The analysis was performed on data from 39 989 individual tracks.

*

Group 1 is considered to be the `fast-linear' cohort.

Effects of oviductal proteins on sperm subpopulations;characterisation of bicarbonate and sAPM responses

The first two experiments (experiments 1 and 2) were aimed at characterising the modulatory effects of oviductal proteins on the bicarbonate-induced motility response. In the first experiment the effects of a fixed concentration of sAPM [200 μg ml–1; the concentration that promotes prolonged sperm survival in vitro(Elliott et al., 2001; Fazeli et al., 2003)] on bicarbonate-stimulated sperm motility was tested. Spermatozoa were pre-incubated in the presence or absence of sAPM for 10 min before adding bicarbonate/CO2 (or NaCl as a control). Sperm motility was observed before bicarbonate/CO2 or NaCl addition, at 2 min after bicarbonate/CO2 addition and at 5 min intervals up to 17 min. A final observation of NaCl-treated control spermatozoa was performed at 22 min. The same approach was used in the second experiment, except that the dose–response effect of sAPM was examined (200, 100, 50, 25 and 0 μg ml–1).

Experiment 1: data from 12,012 individual spermatozoa were obtained from eight replicates (boars); individual sperm motion parameters were analysed but the whole data set was also subjected to PATN analysis which classified them into three groups (Table 2). Group 1 was identified as a fast-linear subpopulation, whereas the other two groups were slow and non-linear.

Examination of the activation effects of bicarbonate/CO2, and the attenuating effects of sAPM on individual spermatozoa, revealed that these were more complex than is apparent from simple statistical comparisons. Fig. 1A,C shows that prior to bicarbonate/CO2 stimulation most spermatozoa move slowly along complex and nonlinear tracks (tracks 1 and 2 in Fig. 1E). The addition of bicarbonate/CO2 in the presence or absence of sAPM stimulated a proportion of spermatozoa to higher velocity and track linearity(Fig. 1B,D; a cloud of new points is visible in the top right corner of B). Nevertheless, many spermatozoa failed to respond to bicarbonate/CO2 activation,remaining in the bottom left hand corner of the scatterplots.

Fig. 2A,B illustrate the sperm velocity (VSL) and flagellar beat cross frequency (BCF) responses that occurred when Percoll-washed spermatozoa were exposed to 15 mmol l–1 bicarbonate/CO2. VSL and BCF both increased significantly (P<0.01) upon bicarbonate/CO2 addition,reflecting the rapid and visible rise in sperm activity and straightening of trajectories. Spermatozoa activated in the absence of sAPM showed forward progression, but many lateral excursions of the sperm head were typical (track 3 in Fig. 1E).

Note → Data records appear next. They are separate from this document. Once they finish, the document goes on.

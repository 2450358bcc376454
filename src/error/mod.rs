//! Error types and handling for `xcresult_triage`.
//!
//! # Design
//!
//! - Uses `thiserror` for derive-based error types
//! - Wraps `anyhow` errors for one-off failures at the edges
//! - Provides recovery hints for user-facing errors
//! - Provides structured JSON output for scripted callers
//!
//! A resolver miss is not an error: lookups return `Option` and the caller
//! prints numbering guidance instead. Pattern extraction misses inside the
//! diagnostics rules never surface here either.

mod structured;

pub use structured::{ErrorCode, StructuredError, find_similar_ids};

use std::path::PathBuf;
use thiserror::Error;

/// Primary error type for `xcresult_triage` operations.
#[derive(Error, Debug)]
pub enum TriageError {
    // === Result-store tool errors ===
    /// The result-store tool exited with a non-zero status.
    #[error("Result-store tool failed ({command}): exit code {}", display_exit_code(.exit_code))]
    ToolFailed {
        command: String,
        exit_code: Option<i32>,
        stderr: String,
    },

    /// The result-store tool exceeded its wall-clock budget and was killed.
    #[error("Result-store tool timed out after {timeout_secs}s ({command})")]
    ToolTimeout { command: String, timeout_secs: u64 },

    /// The result-store tool binary could not be launched.
    #[error("Result-store tool not found: {program}")]
    ToolNotFound { program: String },

    // === Document errors ===
    /// A primary document failed to decode, even after float normalization.
    #[error("Malformed {document} document: {reason}")]
    MalformedDocument { document: String, reason: String },

    /// The result bundle or export directory does not exist.
    #[error("Result bundle not found at '{path}'")]
    BundleNotFound { path: PathBuf },

    /// Directory search found no result bundles.
    #[error("No result bundles found under '{path}'")]
    NoResultBundles { path: PathBuf },

    // === Configuration Errors ===
    /// Configuration file or value error.
    #[error("Configuration error: {0}")]
    Config(String),

    // === I/O Errors ===
    /// File system I/O error.
    #[error("I/O error: {0}")]
    Io(#[from] std::io::Error),

    /// JSON serialization/deserialization error.
    #[error("JSON error: {0}")]
    Json(#[from] serde_json::Error),

    /// YAML parsing error.
    #[error("YAML error: {0}")]
    Yaml(#[from] serde_yaml::Error),

    /// Wrapped anyhow error.
    #[error(transparent)]
    Other(#[from] anyhow::Error),
}

#[allow(clippy::ref_option)]
fn display_exit_code(code: &Option<i32>) -> String {
    code.map_or_else(|| "signal".to_string(), |c| c.to_string())
}

impl TriageError {
    /// Soft failures degrade a single section instead of aborting the query.
    #[must_use]
    pub const fn is_timeout(&self) -> bool {
        matches!(self, Self::ToolTimeout { .. })
    }

    /// Human-friendly suggestion for fixing this error.
    #[must_use]
    pub const fn suggestion(&self) -> Option<&'static str> {
        match self {
            Self::ToolNotFound { .. } => {
                Some("Install the Xcode command line tools or pass --xcrun <path>")
            }
            Self::ToolTimeout { .. } => Some("Retry with a larger --timeout"),
            Self::BundleNotFound { .. } => {
                Some("Pass a .xcresult bundle or a directory with summary.json and tests.json")
            }
            Self::NoResultBundles { .. } => {
                Some("Run the tests first, or point find at a DerivedData/Logs/Test directory")
            }
            Self::MalformedDocument { .. } => {
                Some("Check that the bundle was produced by a compatible Xcode version")
            }
            _ => None,
        }
    }

    /// Build a malformed-document error for the named document.
    #[must_use]
    pub fn malformed(document: impl Into<String>, reason: impl ToString) -> Self {
        Self::MalformedDocument {
            document: document.into(),
            reason: reason.to_string(),
        }
    }
}

/// Result type using `TriageError`.
pub type Result<T> = std::result::Result<T, TriageError>;
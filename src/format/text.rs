//! Text formatting functions for `xcresult_triage`.
//!
//! Provides terminal formatting with optional ANSI color:
//! - Result icons (✓ ✗ ⊘ ?)
//! - Durations and pass rates
//! - Tree listing, node details and bundle lines

use super::output::{BundleEntry, ListingEntry, NodeDetails, RunSummary, TreeListing};
use crate::model::{ResultKind, TestCounts, format_pass_rate};
use crate::resolve::MatchType;
use colored::Colorize;
use unicode_width::{UnicodeWidthChar, UnicodeWidthStr};

/// Result icon characters.
pub mod icons {
    pub const PASSED: &str = "✓";
    pub const FAILED: &str = "✗";
    pub const SKIPPED: &str = "⊘";
    pub const UNKNOWN: &str = "?";
}

/// Formatting options for text output.
#[derive(Debug, Clone, Copy)]
pub struct TextFormatOptions {
    pub use_color: bool,
    pub max_width: Option<usize>,
}

impl TextFormatOptions {
    #[must_use]
    pub const fn plain() -> Self {
        Self {
            use_color: false,
            max_width: None,
        }
    }
}

/// Return the icon for a result kind.
#[must_use]
pub const fn format_result_icon(kind: ResultKind) -> &'static str {
    match kind {
        ResultKind::Passed => icons::PASSED,
        ResultKind::Failed => icons::FAILED,
        ResultKind::Skipped => icons::SKIPPED,
        ResultKind::Unknown => icons::UNKNOWN,
    }
}

/// Format result icon with optional color.
#[must_use]
pub fn format_result_icon_colored(kind: ResultKind, use_color: bool) -> String {
    let icon = format_result_icon(kind);
    if !use_color {
        return icon.to_string();
    }

    match kind {
        ResultKind::Passed => icon.green().to_string(),
        ResultKind::Failed => icon.red().bold().to_string(),
        ResultKind::Skipped => icon.yellow().to_string(),
        ResultKind::Unknown => icon.bright_black().to_string(),
    }
}

/// Format result label with optional color.
#[must_use]
pub fn format_result_label(kind: ResultKind, use_color: bool) -> String {
    let label = kind.as_str();
    if !use_color {
        return label.to_string();
    }

    match kind {
        ResultKind::Passed => label.green().to_string(),
        ResultKind::Failed => label.red().bold().to_string(),
        ResultKind::Skipped => label.yellow().to_string(),
        ResultKind::Unknown => label.normal().to_string(),
    }
}

/// Human duration: `0.42s`, `2m 05s`, `1h 03m`.
#[must_use]
#[allow(clippy::cast_possible_truncation, clippy::cast_sign_loss)]
pub fn format_duration(secs: f64) -> String {
    if !secs.is_finite() || secs < 0.0 {
        return "-".to_string();
    }
    if secs < 60.0 {
        return format!("{secs:.2}s");
    }
    let whole = secs.round() as u64;
    if whole < 3600 {
        format!("{}m {:02}s", whole / 60, whole % 60)
    } else {
        format!("{}h {:02}m", whole / 3600, (whole % 3600) / 60)
    }
}

/// `2 passed, 1 failed, 3 total (66.7%)`
#[must_use]
pub fn format_counts(counts: &TestCounts, use_color: bool) -> String {
    let passed = format!("{} passed", counts.passed);
    let failed = format!("{} failed", counts.failed);
    let (passed, failed) = if use_color {
        let failed = if counts.failed > 0 {
            failed.red().to_string()
        } else {
            failed
        };
        (passed.green().to_string(), failed)
    } else {
        (passed, failed)
    };
    format!(
        "{passed}, {failed}, {} total ({})",
        counts.total,
        format_pass_rate(counts)
    )
}

/// Determine terminal width from environment (falls back to 80).
#[must_use]
pub fn terminal_width() -> usize {
    if let Ok(columns) = std::env::var("COLUMNS") {
        if let Ok(value) = columns.trim().parse::<usize>() {
            if value > 0 {
                return value;
            }
        }
    }
    80
}

/// Truncate a name to fit within `max_len` visible columns.
///
/// Handles wide characters (emojis, CJK) correctly using `unicode-width`.
#[must_use]
pub fn truncate_title(title: &str, max_len: usize) -> String {
    if max_len == 0 {
        return String::new();
    }
    if UnicodeWidthStr::width(title) <= max_len {
        return title.to_string();
    }

    let (target_len, ellipsis) = if max_len <= 3 {
        (max_len, "")
    } else {
        (max_len - 3, "...")
    };
    let mut w = 0;
    let mut s = String::new();
    for c in title.chars() {
        let cw = UnicodeWidthChar::width(c).unwrap_or(0);
        if w + cw > target_len {
            break;
        }
        w += cw;
        s.push(c);
    }
    s.push_str(ellipsis);
    s
}

fn visible_len(text: &str) -> usize {
    UnicodeWidthStr::width(text)
}

/// Width of the `[n]` column for a listing.
#[must_use]
pub fn index_column_width(entries: &[ListingEntry]) -> usize {
    entries
        .iter()
        .filter_map(|entry| entry.index)
        .max()
        .map_or(0, |max| visible_len(&format!("[{max}]")))
}

/// Format one listing row.
///
/// Format: `{[n] right-aligned} {indent}{icon} {name}  ({detail})`
#[must_use]
pub fn format_listing_line(
    entry: &ListingEntry,
    index_width: usize,
    options: TextFormatOptions,
) -> String {
    let index = entry.index.map(|n| format!("[{n}]")).unwrap_or_default();
    let indent = "  ".repeat(entry.depth);
    let icon = format_result_icon_colored(entry.result, options.use_color);

    let detail = match (&entry.counts, &entry.duration) {
        (Some(counts), _) => Some(format!("{}/{} passed", counts.passed, counts.total)),
        (None, Some(duration)) => Some(duration.clone()),
        (None, None) => None,
    };
    let detail_plain = detail.map(|d| format!("  ({d})")).unwrap_or_default();

    let prefix_len = index_width + 1 + visible_len(&indent) + visible_len(format_result_icon(entry.result)) + 1;
    let name = options.max_width.map_or_else(
        || entry.name.clone(),
        |width| {
            truncate_title(
                &entry.name,
                width.saturating_sub(prefix_len + visible_len(&detail_plain)),
            )
        },
    );
    let detail = if options.use_color && !detail_plain.is_empty() {
        detail_plain.bright_black().to_string()
    } else {
        detail_plain
    };

    format!("{index:>index_width$} {indent}{icon} {name}{detail}")
}

/// Header lines for a run.
#[must_use]
pub fn render_run_summary(summary: &RunSummary, options: TextFormatOptions) -> Vec<String> {
    let title = if summary.title.is_empty() {
        "Test results".to_string()
    } else {
        summary.title.clone()
    };
    let mut lines = vec![if options.use_color {
        title.bold().to_string()
    } else {
        title
    }];
    if !summary.result.is_empty() {
        lines.push(format!("Result:   {}", summary.result));
    }
    lines.push(format!(
        "Tests:    {}",
        format_counts(&summary.counts, options.use_color)
    ));
    if summary.skipped > 0 || summary.expected_failures > 0 {
        lines.push(format!(
            "Other:    {} skipped, {} expected failures",
            summary.skipped, summary.expected_failures
        ));
    }
    if let Some(secs) = summary.duration_secs {
        lines.push(format!("Duration: {}", format_duration(secs)));
    }
    if let Some(environment) = &summary.environment {
        lines.push(format!("Env:      {environment}"));
    }
    lines
}

/// Full listing: header, blank line, one row per entry.
#[must_use]
pub fn render_listing(listing: &TreeListing, options: TextFormatOptions) -> Vec<String> {
    let mut lines = render_run_summary(&listing.summary, options);
    lines.push(String::new());
    let index_width = index_column_width(&listing.entries);
    lines.extend(
        listing
            .entries
            .iter()
            .map(|entry| format_listing_line(entry, index_width, options)),
    );
    lines
}

/// Single-node details, with failure analysis and timeline when present.
#[must_use]
pub fn render_details(details: &NodeDetails, options: TextFormatOptions) -> Vec<String> {
    let heading = format!(
        "{} {}",
        format_result_icon_colored(details.result, options.use_color),
        details.name
    );
    let mut lines = vec![if options.use_color {
        heading.bold().to_string()
    } else {
        heading
    }];

    lines.push(format!("Type:       {}", details.node_type));
    if let Some(identifier) = &details.identifier {
        lines.push(format!("Identifier: {identifier}"));
    }
    if let MatchType::Index(n) = details.matched_by {
        lines.push(format!("Index:      {n}"));
    }
    lines.push(format!(
        "Result:     {}",
        format_result_label(details.result, options.use_color)
    ));
    if let Some(duration) = &details.duration {
        lines.push(format!("Duration:   {duration}"));
    }
    if details.counts.total > 1 {
        lines.push(format!(
            "Tests:      {}",
            format_counts(&details.counts, options.use_color)
        ));
    }
    if !details.tags.is_empty() {
        lines.push(format!("Tags:       {}", details.tags.join(", ")));
    }
    if let Some(extra) = &details.details {
        lines.push(format!("Details:    {extra}"));
    }

    for failure in &details.failures {
        lines.push(String::new());
        let header = match &failure.target {
            Some(target) => format!("Failure ({target}):"),
            None => "Failure:".to_string(),
        };
        lines.push(if options.use_color {
            header.red().bold().to_string()
        } else {
            header
        });
        lines.extend(failure.text.lines().map(|line| format!("  {line}")));
        lines.push(String::new());
        lines.push(format!("Analysis: {}", failure.report.analysis));
        if !failure.report.suggestions.is_empty() {
            lines.push("Suggestions:".to_string());
            lines.extend(
                failure
                    .report
                    .suggestions
                    .iter()
                    .map(|suggestion| format!("  - {suggestion}")),
            );
        }
    }

    if let Some(sections) = &details.timeline {
        for section in sections {
            lines.push(String::new());
            lines.push(format!("--- {} ---", section.title));
            match section.status {
                "ok" => lines.extend(section.lines.iter().cloned()),
                "timed_out" => lines.push(format!("  ({} retrieval timed out)", section.title)),
                _ => lines.push("  (no data)".to_string()),
            }
        }
    }

    lines
}

/// One row per bundle: `date  size  path`.
#[must_use]
pub fn render_bundles(bundles: &[BundleEntry]) -> Vec<String> {
    bundles
        .iter()
        .map(|bundle| {
            format!(
                "{}  {:>9}  {}",
                bundle.modified.format("%Y-%m-%d %H:%M"),
                format_size(bundle.size_bytes),
                bundle.path.display()
            )
        })
        .collect()
}

/// Binary size with one decimal: `512 B`, `1.5 KiB`, `12.0 MiB`.
#[must_use]
#[allow(clippy::cast_precision_loss)]
pub fn format_size(bytes: u64) -> String {
    const UNITS: [&str; 4] = ["KiB", "MiB", "GiB", "TiB"];
    if bytes < 1024 {
        return format!("{bytes} B");
    }
    let mut value = bytes as f64 / 1024.0;
    let mut unit = 0;
    while value >= 1024.0 && unit < UNITS.len() - 1 {
        value /= 1024.0;
        unit += 1;
    }
    format!("{value:.1} {}", UNITS[unit])
}

#[cfg(test)]
mod tests {
    use super::*;
    use crate::diagnostics::{FailureCategory, FailureReport};
    use crate::format::output::FailureView;

    fn entry(depth: usize, index: Option<usize>, name: &str, result: ResultKind) -> ListingEntry {
        ListingEntry {
            depth,
            index,
            name: name.to_string(),
            node_type: if index.is_some() { "Test Case" } else { "Test Suite" }.to_string(),
            identifier: None,
            result,
            duration: index.map(|_| "0.01s".to_string()),
            counts: index.is_none().then(|| TestCounts::new(2, 1, 3)),
        }
    }

    #[test]
    fn test_result_icons() {
        assert_eq!(format_result_icon(ResultKind::Passed), "✓");
        assert_eq!(format_result_icon(ResultKind::Failed), "✗");
        assert_eq!(format_result_icon(ResultKind::Skipped), "⊘");
        assert_eq!(format_result_icon(ResultKind::Unknown), "?");
    }

    #[test]
    fn test_format_duration() {
        assert_eq!(format_duration(0.123), "0.12s");
        assert_eq!(format_duration(125.0), "2m 05s");
        assert_eq!(format_duration(3780.0), "1h 03m");
        assert_eq!(format_duration(-1.0), "-");
    }

    #[test]
    fn test_format_counts_plain() {
        assert_eq!(
            format_counts(&TestCounts::new(2, 1, 3), false),
            "2 passed, 1 failed, 3 total (66.7%)"
        );
        assert_eq!(
            format_counts(&TestCounts::default(), false),
            "0 passed, 0 failed, 0 total (0.0%)"
        );
    }

    #[test]
    fn test_listing_lines_align_indices() {
        let entries = vec![
            entry(0, None, "Suite", ResultKind::Failed),
            entry(1, Some(9), "testA()", ResultKind::Passed),
            entry(1, Some(10), "testB()", ResultKind::Failed),
        ];
        let width = index_column_width(&entries);
        assert_eq!(width, 4);
        let lines: Vec<String> = entries
            .iter()
            .map(|e| format_listing_line(e, width, TextFormatOptions::plain()))
            .collect();
        assert_eq!(lines[0], "     ✗ Suite  (2/3 passed)");
        assert_eq!(lines[1], " [9]   ✓ testA()  (0.01s)");
        assert_eq!(lines[2], "[10]   ✗ testB()  (0.01s)");
    }

    #[test]
    fn test_listing_line_truncates_name() {
        let mut long = entry(0, Some(1), "testAVeryLongNameThatKeepsGoing()", ResultKind::Passed);
        long.duration = None;
        let options = TextFormatOptions {
            use_color: false,
            max_width: Some(20),
        };
        let line = format_listing_line(&long, 3, options);
        assert!(line.ends_with("..."), "{line}");
        assert!(visible_len(&line) <= 20, "{line}");
    }

    #[test]
    fn test_render_details_with_failure() {
        let details = NodeDetails {
            name: "testC()".to_string(),
            node_type: "Test Case".to_string(),
            identifier: Some("Suite/testC()".to_string()),
            matched_by: MatchType::Index(3),
            result: ResultKind::Failed,
            raw_result: Some("Failed".to_string()),
            duration: None,
            counts: TestCounts::new(0, 1, 1),
            tags: vec![],
            details: None,
            failures: vec![FailureView {
                text: "typeMismatch".to_string(),
                target: Some("AppTests".to_string()),
                report: FailureReport {
                    category: FailureCategory::TypeMismatch,
                    analysis: "Type Mismatch".to_string(),
                    suggestions: vec!["Check the model".to_string()],
                },
            }],
            timeline: None,
        };
        let lines = render_details(&details, TextFormatOptions::plain());
        assert_eq!(lines[0], "✗ testC()");
        assert!(lines.contains(&"Index:      3".to_string()));
        assert!(lines.contains(&"Failure (AppTests):".to_string()));
        assert!(lines.contains(&"Analysis: Type Mismatch".to_string()));
        assert!(lines.contains(&"  - Check the model".to_string()));
    }

    #[test]
    fn test_format_size() {
        assert_eq!(format_size(512), "512 B");
        assert_eq!(format_size(1536), "1.5 KiB");
        assert_eq!(format_size(5 * 1024 * 1024), "5.0 MiB");
    }

    #[test]
    fn test_truncate_title_adds_ellipsis() {
        assert_eq!(truncate_title("This is a long title", 10), "This is...");
        assert_eq!(truncate_title("short", 10), "short");
    }
}
//! Structured error output for scripted callers.
//!
//! Provides machine-parseable error information with:
//! - Error codes for categorization
//! - Hints for self-correction
//! - Retryability flags
//! - Context for debugging

use crate::error::TriageError;
use serde::{Deserialize, Serialize};
use serde_json::{Value, json};

/// Machine-readable error codes.
///
/// These codes are stable and can be used for programmatic error handling.
#[derive(Debug, Clone, Copy, PartialEq, Eq, Serialize, Deserialize)]
pub enum ErrorCode {
    // === Tool Errors (exit code 2) ===
    /// Result-store tool exited non-zero
    ToolFailed,
    /// Result-store tool exceeded its timeout
    ToolTimeout,
    /// Result-store tool binary missing
    ToolNotFound,

    // === Document Errors (exit code 3) ===
    /// Primary document failed to decode
    MalformedDocument,

    // === Input Errors (exit code 4) ===
    /// Bundle path does not exist
    BundleNotFound,
    /// Directory search came up empty
    NoResultBundles,

    // === Config Errors (exit code 7) ===
    /// Configuration error
    ConfigError,

    // === I/O Errors (exit code 8) ===
    /// File I/O error
    IoError,
    /// JSON serialization error
    JsonError,
    /// YAML parsing error
    YamlError,

    // === Internal Errors (exit code 1) ===
    /// Unexpected internal error
    InternalError,
}

impl ErrorCode {
    /// Get the string representation for JSON output.
    #[must_use]
    pub const fn as_str(&self) -> &'static str {
        match self {
            Self::ToolFailed => "TOOL_FAILED",
            Self::ToolTimeout => "TOOL_TIMEOUT",
            Self::ToolNotFound => "TOOL_NOT_FOUND",
            Self::MalformedDocument => "MALFORMED_DOCUMENT",
            Self::BundleNotFound => "BUNDLE_NOT_FOUND",
            Self::NoResultBundles => "NO_RESULT_BUNDLES",
            Self::ConfigError => "CONFIG_ERROR",
            Self::IoError => "IO_ERROR",
            Self::JsonError => "JSON_ERROR",
            Self::YamlError => "YAML_ERROR",
            Self::InternalError => "INTERNAL_ERROR",
        }
    }

    /// Whether this error is potentially retryable.
    #[must_use]
    pub const fn is_retryable(&self) -> bool {
        matches!(self, Self::ToolTimeout | Self::ToolFailed)
    }

    /// Get the exit code for this error category.
    ///
    /// - 1: Internal/unknown errors
    /// - 2: Result-store tool errors
    /// - 3: Document errors
    /// - 4: Input errors
    /// - 7: Config errors
    /// - 8: I/O errors
    #[must_use]
    pub const fn exit_code(&self) -> i32 {
        match self {
            Self::ToolFailed | Self::ToolTimeout | Self::ToolNotFound => 2,
            Self::MalformedDocument => 3,
            Self::BundleNotFound | Self::NoResultBundles => 4,
            Self::ConfigError => 7,
            Self::IoError | Self::JsonError | Self::YamlError => 8,
            Self::InternalError => 1,
        }
    }
}

/// Structured error for machine-parseable output.
#[derive(Debug, Clone, Serialize, Deserialize)]
pub struct StructuredError {
    /// Machine-readable error code
    pub code: ErrorCode,
    /// Human-readable error message
    pub message: String,
    /// Optional hint for fixing the error
    #[serde(skip_serializing_if = "Option::is_none")]
    pub hint: Option<String>,
    /// Whether the operation can be retried
    pub retryable: bool,
    /// Additional context data
    #[serde(skip_serializing_if = "Option::is_none")]
    pub context: Option<Value>,
}

impl StructuredError {
    /// Create a new structured error from a `TriageError`.
    #[must_use]
    pub fn from_error(err: &TriageError) -> Self {
        let (code, context) = Self::extract_code_and_context(err);
        let hint = Self::generate_hint(err);

        Self {
            code,
            message: err.to_string(),
            hint,
            retryable: code.is_retryable(),
            context,
        }
    }

    /// Serialize to JSON value.
    #[must_use]
    pub fn to_json(&self) -> Value {
        json!({
            "error": {
                "code": self.code.as_str(),
                "message": self.message,
                "hint": self.hint,
                "retryable": self.retryable,
                "context": self.context,
            }
        })
    }

    /// Format for human-readable output.
    #[must_use]
    pub fn to_human(&self, color: bool) -> String {
        let mut output = String::new();

        if color {
            output.push_str("\x1b[31mError:\x1b[0m ");
        } else {
            output.push_str("Error: ");
        }

        output.push_str(&self.message);

        if let Some(hint) = &self.hint {
            output.push('\n');
            if color {
                output.push_str("\x1b[33mHint:\x1b[0m ");
            } else {
                output.push_str("Hint: ");
            }
            output.push_str(hint);
        }

        output
    }

    fn extract_code_and_context(err: &TriageError) -> (ErrorCode, Option<Value>) {
        match err {
            TriageError::ToolFailed {
                command,
                exit_code,
                stderr,
            } => (
                ErrorCode::ToolFailed,
                Some(json!({
                    "command": command,
                    "exit_code": exit_code,
                    "stderr": stderr.trim(),
                })),
            ),
            TriageError::ToolTimeout {
                command,
                timeout_secs,
            } => (
                ErrorCode::ToolTimeout,
                Some(json!({"command": command, "timeout_secs": timeout_secs})),
            ),
            TriageError::ToolNotFound { program } => {
                (ErrorCode::ToolNotFound, Some(json!({"program": program})))
            }
            TriageError::MalformedDocument { document, reason } => (
                ErrorCode::MalformedDocument,
                Some(json!({"document": document, "reason": reason})),
            ),
            TriageError::BundleNotFound { path } => (
                ErrorCode::BundleNotFound,
                Some(json!({"path": path.display().to_string()})),
            ),
            TriageError::NoResultBundles { path } => (
                ErrorCode::NoResultBundles,
                Some(json!({"path": path.display().to_string()})),
            ),
            TriageError::Config(_) => (ErrorCode::ConfigError, None),
            TriageError::Io(_) => (ErrorCode::IoError, None),
            TriageError::Json(_) => (ErrorCode::JsonError, None),
            TriageError::Yaml(_) => (ErrorCode::YamlError, None),
            TriageError::Other(_) => (ErrorCode::InternalError, None),
        }
    }

    fn generate_hint(err: &TriageError) -> Option<String> {
        if let Some(suggestion) = err.suggestion() {
            return Some(suggestion.to_string());
        }

        match err {
            TriageError::ToolFailed { stderr, .. } => stderr
                .lines()
                .map(str::trim)
                .find(|line| !line.is_empty())
                .map(|line| format!("Tool reported: {line}")),
            _ => None,
        }
    }
}

fn levenshtein_distance(a: &str, b: &str) -> usize {
    let a_len = a.chars().count();
    let b_len = b.chars().count();

    if a_len == 0 {
        return b_len;
    }
    if b_len == 0 {
        return a_len;
    }

    let b_chars: Vec<char> = b.chars().collect();
    let mut previous: Vec<usize> = (0..=b_len).collect();
    let mut current = vec![0; b_len + 1];

    for (i, a_char) in a.chars().enumerate() {
        current[0] = i + 1;
        for (j, b_char) in b_chars.iter().enumerate() {
            let cost = usize::from(a_char != *b_char);
            current[j + 1] = (previous[j + 1] + 1)
                .min(current[j] + 1)
                .min(previous[j] + cost);
        }
        std::mem::swap(&mut previous, &mut current);
    }

    previous[b_len]
}

/// Find identifiers similar to the searched one using Levenshtein distance.
///
/// Returns up to `max_suggestions` identifiers with distance <= 3.
pub fn find_similar_ids<'a, I>(searched: &str, existing: I, max_suggestions: usize) -> Vec<String>
where
    I: IntoIterator<Item = &'a str>,
{
    let mut candidates: Vec<(usize, &str)> = existing
        .into_iter()
        .map(|id| (levenshtein_distance(searched, id), id))
        .filter(|(dist, _)| *dist <= 3)
        .collect();

    candidates.sort_by(|a, b| a.0.cmp(&b.0).then_with(|| a.1.cmp(b.1)));
    candidates.dedup_by(|a, b| a.1 == b.1);

    candidates
        .into_iter()
        .take(max_suggestions)
        .map(|(_, id)| id.to_string())
        .collect()
}

#[cfg(test)]
mod tests {
    use super::*;
    use std::path::PathBuf;

    #[test]
    fn test_error_code_as_str() {
        assert_eq!(ErrorCode::ToolTimeout.as_str(), "TOOL_TIMEOUT");
        assert_eq!(ErrorCode::MalformedDocument.as_str(), "MALFORMED_DOCUMENT");
    }

    #[test]
    fn test_exit_codes_grouped_by_category() {
        assert_eq!(ErrorCode::ToolFailed.exit_code(), 2);
        assert_eq!(ErrorCode::MalformedDocument.exit_code(), 3);
        assert_eq!(ErrorCode::BundleNotFound.exit_code(), 4);
        assert_eq!(ErrorCode::ConfigError.exit_code(), 7);
        assert_eq!(ErrorCode::JsonError.exit_code(), 8);
        assert_eq!(ErrorCode::InternalError.exit_code(), 1);
    }

    #[test]
    fn test_from_error_tool_failed_uses_stderr_hint() {
        let err = TriageError::ToolFailed {
            command: "xcrun xcresulttool get test-results summary".to_string(),
            exit_code: Some(64),
            stderr: "\nError: unknown option --bogus\n".to_string(),
        };
        let structured = StructuredError::from_error(&err);
        assert_eq!(structured.code, ErrorCode::ToolFailed);
        assert!(structured.retryable);
        assert_eq!(
            structured.hint.as_deref(),
            Some("Tool reported: Error: unknown option --bogus")
        );
        let ctx = structured.context.expect("context");
        assert_eq!(ctx["exit_code"], 64);
    }

    #[test]
    fn test_to_json_shape() {
        let err = TriageError::BundleNotFound {
            path: PathBuf::from("/tmp/none.xcresult"),
        };
        let json = StructuredError::from_error(&err).to_json();
        assert_eq!(json["error"]["code"], "BUNDLE_NOT_FOUND");
        assert_eq!(json["error"]["context"]["path"], "/tmp/none.xcresult");
        assert_eq!(json["error"]["retryable"], false);
    }

    #[test]
    fn test_to_human_without_color() {
        let err = TriageError::ToolNotFound {
            program: "xcrun".to_string(),
        };
        let human = StructuredError::from_error(&err).to_human(false);
        assert!(human.starts_with("Error: Result-store tool not found: xcrun"));
        assert!(human.contains("\nHint: "));
    }

    #[test]
    fn test_levenshtein_distance() {
        assert_eq!(levenshtein_distance("", "abc"), 3);
        assert_eq!(levenshtein_distance("kitten", "sitting"), 3);
        assert_eq!(levenshtein_distance("same", "same"), 0);
    }

    #[test]
    fn test_find_similar_ids() {
        let existing = [
            "LoginTests/testLogin()",
            "LoginTests/testLogout()",
            "ProfileTests/testAvatar()",
        ];
        let similar = find_similar_ids("LoginTests/testLogn()", existing, 3);
        assert_eq!(similar.first().map(String::as_str), Some("LoginTests/testLogin()"));
        assert!(!similar.contains(&"ProfileTests/testAvatar()".to_string()));
    }
}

After the initial rapid increase, VSL remained constant throughout the 17 min incubation period; VSL and BCF of the untreated control sample (addition of NaCl only and measured at 22 min) remained unchanged throughout incubation,emphasising the strict requirement for bicarbonate/CO2 to induce the activation effect. Exposure to 200 μg ml–1 sAPM for 10 min prior to bicarbonate/CO2 addition significantly reduced, but did not abolish, the stimulation effect on both mean VSL (P<0.01)and mean BCF (P=0.015).

Inspection of the scatterplots suggested that sAPM reduced the proportion of spermatozoa undergoing bicarbonate-induced activation (compare Fig. 1B and D). This was confirmed when the relative frequencies of fast-linear spermatozoa (determined by PATN analysis) were compared (Fig. 2C,D).

Frequency variations of fast-linear spermatozoa along the experimental time course showed that, when sAPM was absent, bicarbonate/CO2 addition caused rapid recruitment into the fast-linear group(Fig. 2C). This frequency reached a maximum at 12 min post-bicarbonate/CO2 addition, followed by a significant decline. However, pre-exposure to sAPM induced a considerable change in this profile. About 40% of spermatozoa were classified as group 1(fast-linear) at time 0 min; however, bicarbonate/CO2 addition failed to induce a statistically significant (P=0.248) initial rise in group 1 frequency. There was nevertheless an increase that was immediately followed by a decline that could be seen consistently in each of the eight replicates (Fig. 2D). In addition to these statistical effects the sAPM induced qualitative increases in track linearity in typical sperm trajectories(Fig. 1F). Comparing these tracks with the control, non sAPM-treated spermatozoon(Fig. 1E, track 3) illustrates this increased linearity of forward progression, where fewer lateral excursions result in the convergence of VSL and curvilinear velocity (μm s–1; VCL) and a ratio that approaches unity.

Oviductal proteins affect individual boars differentially

As with many animal experiments, replicate (individual boar) differences were significant within the analyses (F7,76=3.62; P=0.002). More specific investigation of these differences revealed that they were systematic. In the absence of sAPM, there was a negative correlation (r2=–0.653; P=0.11) between the relative sizes of the fast-linear sperm subpopulations before and after bicarbonate/CO2 addition (times 0 and 7 min); however, this correlation became positive but weaker in the presence of sAPM(r2=0.432; P=0.285; compare Fig. 3A and B). Not only was this reversal of slope observed, but when the individual boars were ranked by size of the post-activation cohort of active spermatozoa (sAPM absent), their respective rankings were changed by the presence of sAPM(Fig. 3C). Notably, the boars occupying the first and last rank positions reversed their ranks in the presence and absence of sAPM.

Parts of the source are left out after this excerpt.